Tuesday, July 04, 2023

On Method: Technique

Ideally I want to get it right. To present an accurate and authentic representation of reality as I see it, to the greatest extent possible in a single life. "Ideally" is doing the heavy lifting here though. The end goal is to get it right, but the process itself involves the resignation that the end goal will never be reached. That resignation is part of the method, and more specifically, part of the technique. 

You wont find here something that resembles the capital "T" Truth, but a process which is the constant cultivation of a particular way of thinking, a cultivation that involves constant repetition and exertion. I might be inspired, or have some idea stuck in my mind and so I write it up and it gets elaborated and left to sit. 

Then I'll move on and continue reading, listening, watching, experiencing, and living, and then things will change as new information and ideas come in, and I have new experiences. I'll read and listen to news and history, watch media, play games, play music, read the writings of others, consume theory, read scientific literature, listen to mystics, have mystical experiences, engage in physical labor and craft, engage in social activities, eat good food, drink good beer, and on and on down the line of experiences, and within each experience there may be something interesting to grab into, and then that too goes into the analysis. And so I write it up again. And then go do it all again. And then write ever more after that, again. 

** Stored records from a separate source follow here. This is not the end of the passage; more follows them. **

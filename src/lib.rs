//! # Virtual Monorepo Library
//!
//! This library lets a set of independently versioned Git repositories be
//! managed as modules of one "virtual" monorepo. It backs the `mono` and
//! `mgit` command-line tools but can be used directly.
//!
//! ## Quick Example
//!
//! ```no_run
//! use virtual_monorepo::config::Monorepo;
//! use virtual_monorepo::orchestrator::{GitAction, Orchestrator};
//! use virtual_monorepo::repository::DefaultGitOperations;
//!
//! # fn main() -> virtual_monorepo::error::Result<()> {
//! let mut repo = Monorepo::load()?;
//! let report = Orchestrator::new(&DefaultGitOperations, 1).run(&mut repo, &GitAction::Status)?;
//! let counts = report.counts();
//! println!("{} ok, {} skipped, {} errors", counts.success, counts.skipped, counts.errors);
//! # Ok(())
//! # }
//! ```
//!
//! ## Core Concepts
//!
//! - **Configuration (`config`)**: The `.monorepo.json` document at the
//!   monorepo root listing modules and link records, located by walking up
//!   from the working directory (`path`).
//! - **Lock (`lock`)**: A cooperative lockfile that serialises mutating
//!   operations across processes.
//! - **Modules (`registry`)**: Registering and unregistering working trees.
//! - **Links (`links`, `filesystem`)**: Deduplicating files across modules
//!   through hardlinks to a master copy in `.monorepo-links/`.
//! - **Audit (`audit`)**: Detecting and repairing broken links.
//! - **Git fan-out (`orchestrator`, `consistency`, `repository`, `git`)**:
//!   Running one Git action in the meta repository and every module, with
//!   per-repository outcomes.
//! - **Initialisation (`init`)**: Creating a monorepo root and its meta
//!   repository.

pub mod audit;
pub mod config;
pub mod consistency;
pub mod defaults;
pub mod error;
pub mod filesystem;
pub mod git;
pub mod init;
pub mod links;
pub mod lock;
pub mod orchestrator;
pub mod output;
pub mod path;
pub mod registry;
pub mod repository;

#[cfg(test)]
mod path_proptest;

And then when something gets written down, and sits, and is represented back at me, I think on it further, and then can qualify it and further advance the analysis. It kind of reminds me of woodworking, whether we are talking about doing things by hand or by machine. You make the rough cut first, and then advance progressively into finer tools and techniques as you get closer to a finished form. 

You discriminate the needed materials, a tree is felled, and an approximate size of the log is sawed for what you need. The log is milled by a big bandsaw, or else split by hand, and then it is roughly cut with saws or axes, and then planed or smoothed out with broad axes, draw knives, carving knives, and so on, with smaller and finer tools handling the detail work until the final sanding and finishing. 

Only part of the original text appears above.